(Stored data)

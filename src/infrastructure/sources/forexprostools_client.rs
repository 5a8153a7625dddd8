use std::time::Duration;

use async_trait::async_trait;
use reqwest::{Client, StatusCode};
use tokio_retry::strategy::{jitter, ExponentialBackoff};
use tokio_retry::Retry;
use tracing::{debug, warn};

use crate::app_config::env::{env_i64, env_or_default};
use crate::domain::NewsFetcher;
use crate::error::{AppError, AppResult};
use crate::time_util;

pub const DEFAULT_URL: &str = "https://sslecal2.forexprostools.com/ajax.php";
const HOST: &str = "sslecal2.forexprostools.com";

/// 源站默认请求的国家编号
pub const DEFAULT_COUNTRIES: [u32; 96] = [
    4, 5, 6, 7, 9, 10, 11, 12, 14, 15, 17, 20, 21, 22, 23, 24, 25, 26, 27, 29, 32, 33, 34, 35, 36,
    37, 38, 39, 41, 42, 43, 44, 45, 46, 47, 48, 51, 52, 53, 54, 55, 56, 57, 59, 60, 61, 63, 66, 68,
    70, 71, 72, 75, 78, 80, 84, 85, 87, 89, 90, 92, 93, 94, 96, 97, 100, 102, 103, 105, 106, 107,
    109, 110, 111, 112, 113, 119, 121, 122, 123, 125, 138, 139, 143, 145, 162, 163, 170, 172, 174,
    178, 188, 193, 202, 238, 247,
];

/// 常用国家编号
#[derive(Debug, Clone, Copy, PartialEq, Eq)]
pub enum CountryCode {
    UnitedKingdom = 4,
    UnitedStates = 5,
    Canada = 6,
    Italy = 10,
    SouthKorea = 11,
    Switzerland = 12,
    India = 14,
    Germany = 17,
    France = 22,
    Australia = 25,
    Spain = 26,
    Brazil = 32,
    Japan = 35,
    Singapore = 36,
    China = 37,
    HongKong = 39,
    NewZealand = 43,
    Austria = 54,
    Russia = 56,
    EuroZone = 72,
    SouthAfrica = 110,
}

/// 数据源客户端配置
#[derive(Debug, Clone)]
pub struct FetcherConfig {
    pub url: String,
    /// 单次请求超时（秒）
    pub timeout_secs: u64,
    /// 单次请求的尝试次数，至少 1
    pub attempts: usize,
    /// 为空时使用默认国家列表
    pub countries: Vec<u32>,
}

impl Default for FetcherConfig {
    fn default() -> Self {
        Self {
            url: DEFAULT_URL.to_string(),
            timeout_secs: 60,
            attempts: 1,
            countries: Vec::new(),
        }
    }
}

impl FetcherConfig {
    pub fn from_env() -> Self {
        let default = Self::default();
        Self {
            url: env_or_default("NEWS_SOURCE_URL", DEFAULT_URL),
            timeout_secs: env_i64("NEWS_FETCH_TIMEOUT_SECS", default.timeout_secs as i64).max(1) as u64,
            attempts: env_i64("NEWS_FETCH_ATTEMPTS", default.attempts as i64).max(1) as usize,
            countries: default.countries,
        }
    }
}

/// 拼接表单请求体
///
/// timeZone=55 为 GMT，lang=1 为英文
pub fn build_request_body(day_start: i64, day_end: i64, countries: &[u32]) -> String {
    let (y1, m1, d1) = time_util::date_parts(day_start);
    let (y2, m2, d2) = time_util::date_parts(day_end);

    let mut body = format!(
        "dateFrom={}-{}-{}&dateTo={}-{}-{}&timeframe=&",
        y1, m1, d1, y2, m2, d2
    );
    for column in [
        "exc_flags",
        "exc_currency",
        "exc_importance",
        "exc_actual",
        "exc_forecast",
        "exc_previous",
    ] {
        body.push_str(&format!("columns[]={}&", column));
    }
    body.push_str("timeZone=55&quotes_search_text=&");

    let countries = if countries.is_empty() {
        &DEFAULT_COUNTRIES[..]
    } else {
        countries
    };
    for country in countries {
        body.push_str(&format!("country[]={}&", country));
    }
    body.push_str("timeFilter=timeOnly&action=filter&lang=1");
    body
}

/// forexprostools 日历客户端
///
/// 由调用方在启动时创建一次，内部持有连接池
pub struct ForexprostoolsClient {
    client: Client,
    config: FetcherConfig,
}

impl ForexprostoolsClient {
    pub fn new(config: FetcherConfig) -> AppResult<Self> {
        let client = Client::builder()
            .timeout(Duration::from_secs(config.timeout_secs))
            .gzip(true)
            .build()
            .map_err(|e| AppError::Config(format!("http client init failed: {}", e)))?;
        Ok(Self { client, config })
    }

    pub fn from_env() -> AppResult<Self> {
        Self::new(FetcherConfig::from_env())
    }

    pub fn config(&self) -> &FetcherConfig {
        &self.config
    }

    async fn post_once(&self, body: &str) -> AppResult<Vec<u8>> {
        let response = self
            .client
            .post(&self.config.url)
            .header("Host", HOST)
            .header("Accept", "application/json, text/javascript, */*; q=0.01")
            .header("Accept-Language", "en-US,en;q=0.5")
            .header(
                "Content-Type",
                "application/x-www-form-urlencoded; charset=UTF-8",
            )
            .header("X-Requested-With", "XMLHttpRequest")
            .header("Cache-Control", "no-cache")
            .header("Pragma", "no-cache")
            .body(body.to_string())
            .send()
            .await
            .map_err(|e| self.map_transport_error(e))?;

        let status_code = response.status();
        if status_code != StatusCode::OK {
            return Err(AppError::Transport(format!("unexpected status {}", status_code)));
        }

        let bytes = response
            .bytes()
            .await
            .map_err(|e| self.map_transport_error(e))?;
        Ok(bytes.to_vec())
    }

    fn map_transport_error(&self, err: reqwest::Error) -> AppError {
        if err.is_timeout() {
            AppError::Timeout(self.config.timeout_secs)
        } else {
            AppError::from(err)
        }
    }
}

#[async_trait]
impl NewsFetcher for ForexprostoolsClient {
    async fn fetch(&self, day_start: i64, day_end: i64) -> AppResult<Vec<u8>> {
        let body = build_request_body(day_start, day_end, &self.config.countries);
        debug!(
            "请求日历数据: {} - {}",
            time_util::format_date(day_start),
            time_util::format_date(day_end)
        );

        let strategy = ExponentialBackoff::from_millis(500)
            .max_delay(Duration::from_secs(10))
            .map(jitter)
            .take(self.config.attempts.saturating_sub(1));

        let body = body.as_str();
        Retry::spawn(strategy, move || async move {
            let result = self.post_once(body).await;
            if let Err(e) = &result {
                warn!("日历请求失败: {}", e);
            }
            result
        })
        .await
    }
}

About this exercise — A verbatim copy of every record is what you should return.

Solution —
filename src/infrastructure/sources/forexprostools_client.rs
repository 5a8153a7625dddd8
use std::time::Duration;

use async_trait::async_trait;
use reqwest::{Client, StatusCode};
use tokio_retry::strategy::{jitter, ExponentialBackoff};
use tokio_retry::Retry;
use tracing::{debug, warn};

use crate::app_config::env::{env_i64, env_or_default};
use crate::domain::NewsFetcher;
use crate::error::{AppError, AppResult};
use crate::time_util;

pub const DEFAULT_URL: &str = "https://sslecal2.forexprostools.com/ajax.php";
const HOST: &str = "sslecal2.forexprostools.com";

/// 源站默认请求的国家编号
pub const DEFAULT_COUNTRIES: [u32; 96] = [
    4, 5, 6, 7, 9, 10, 11, 12, 14, 15, 17, 20, 21, 22, 23, 24, 25, 26, 27, 29, 32, 33, 34, 35, 36,
    37, 38, 39, 41, 42, 43, 44, 45, 46, 47, 48, 51, 52, 53, 54, 55, 56, 57, 59, 60, 61, 63, 66, 68,
    70, 71, 72, 75, 78, 80, 84, 85, 87, 89, 90, 92, 93, 94, 96, 97, 100, 102, 103, 105, 106, 107,
    109, 110, 111, 112, 113, 119, 121, 122, 123, 125, 138, 139, 143, 145, 162, 163, 170, 172, 174,
    178, 188, 193, 202, 238, 247,
];

/// 常用国家编号
#[derive(Debug, Clone, Copy, PartialEq, Eq)]
pub enum CountryCode {
    UnitedKingdom = 4,
    UnitedStates = 5,
    Canada = 6,
    Italy = 10,
    SouthKorea = 11,
    Switzerland = 12,
    India = 14,
    Germany = 17,
    France = 22,
    Australia = 25,
    Spain = 26,
    Brazil = 32,
    Japan = 35,
    Singapore = 36,
    China = 37,
    HongKong = 39,
    NewZealand = 43,
    Austria = 54,
    Russia = 56,
    EuroZone = 72,
    SouthAfrica = 110,
}

/// 数据源客户端配置
#[derive(Debug, Clone)]
pub struct FetcherConfig {
    pub url: String,
    /// 单次请求超时（秒）
    pub timeout_secs: u64,
    /// 单次请求的尝试次数，至少 1
    pub attempts: usize,
    /// 为空时使用默认国家列表
    pub countries: Vec<u32>,
}

impl Default for FetcherConfig {
    fn default() -> Self {
        Self {
            url: DEFAULT_URL.to_string(),
            timeout_secs: 60,
            attempts: 1,
            countries: Vec::new(),
        }
    }
}

impl FetcherConfig {
    pub fn from_env() -> Self {
        let default = Self::default();
        Self {
            url: env_or_default("NEWS_SOURCE_URL", DEFAULT_URL),
            timeout_secs: env_i64("NEWS_FETCH_TIMEOUT_SECS", default.timeout_secs as i64).max(1) as u64,
            attempts: env_i64("NEWS_FETCH_ATTEMPTS", default.attempts as i64).max(1) as usize,
            countries: default.countries,
        }
    }
}

/// 拼接表单请求体
///
/// timeZone=55 为 GMT，lang=1 为英文
pub fn build_request_body(day_start: i64, day_end: i64, countries: &[u32]) -> String {
    let (y1, m1, d1) = time_util::date_parts(day_start);
    let (y2, m2, d2) = time_util::date_parts(day_end);

    let mut body = format!(
        "dateFrom={}-{}-{}&dateTo={}-{}-{}&timeframe=&",
        y1, m1, d1, y2, m2, d2
    );
    for column in [
        "exc_flags",
        "exc_currency",
        "exc_importance",
        "exc_actual",
        "exc_forecast",
        "exc_previous",
    ] {
        body.push_str(&format!("columns[]={}&", column));
    }
    body.push_str("timeZone=55&quotes_search_text=&");

    let countries = if countries.is_empty() {
        &DEFAULT_COUNTRIES[..]
    } else {
        countries
    };
    for country in countries {
        body.push_str(&format!("country[]={}&", country));
    }
    body.push_str("timeFilter=timeOnly&action=filter&lang=1");
    body
}

/// forexprostools 日历客户端
///
/// 由调用方在启动时创建一次，内部持有连接池
pub struct ForexprostoolsClient {
    client: Client,
    config: FetcherConfig,
}

impl ForexprostoolsClient {
    pub fn new(config: FetcherConfig) -> AppResult<Self> {
        let client = Client::builder()
            .timeout(Duration::from_secs(config.timeout_secs))
            .gzip(true)
            .build()
            .map_err(|e| AppError::Config(format!("http client init failed: {}", e)))?;
        Ok(Self { client, config })
    }

    pub fn from_env() -> AppResult<Self> {
        Self::new(FetcherConfig::from_env())
    }

    pub fn config(&self) -> &FetcherConfig {
        &self.config
    }

    async fn post_once(&self, body: &str) -> AppResult<Vec<u8>> {
        let response = self
            .client
            .post(&self.config.url)
            .header("Host", HOST)
            .header("Accept", "application/json, text/javascript, */*; q=0.01")
            .header("Accept-Language", "en-US,en;q=0.5")
            .header(
                "Content-Type",
                "application/x-www-form-urlencoded; charset=UTF-8",
            )
            .header("X-Requested-With", "XMLHttpRequest")
            .header("Cache-Control", "no-cache")
            .header("Pragma", "no-cache")
            .body(body.to_string())
            .send()
            .await
            .map_err(|e| self.map_transport_error(e))?;

        let status_code = response.status();
        if status_code != StatusCode::OK {
            return Err(AppError::Transport(format!("unexpected status {}", status_code)));
        }

        let bytes = response
            .bytes()
            .await
            .map_err(|e| self.map_transport_error(e))?;
        Ok(bytes.to_vec())
    }

    fn map_transport_error(&self, err: reqwest::Error) -> AppError {
        if err.is_timeout() {
            AppError::Timeout(self.config.timeout_secs)
        } else {
            AppError::from(err)
        }
    }
}

#[async_trait]
impl NewsFetcher for ForexprostoolsClient {
    async fn fetch(&self, day_start: i64, day_end: i64) -> AppResult<Vec<u8>> {
        let body = build_request_body(day_start, day_end, &self.config.countries);
        debug!(
            "请求日历数据: {} - {}",
            time_util::format_date(day_start),
            time_util::format_date(day_end)
        );

        let strategy = ExponentialBackoff::from_millis(500)
            .max_delay(Duration::from_secs(10))
            .map(jitter)
            .take(self.config.attempts.saturating_sub(1));

        let body = body.as_str();
        Retry::spawn(strategy, move || async move {
            let result = self.post_once(body).await;
            if let Err(e) = &result {
                warn!("日历请求失败: {}", e);
            }
            result
        })
        .await
    }
}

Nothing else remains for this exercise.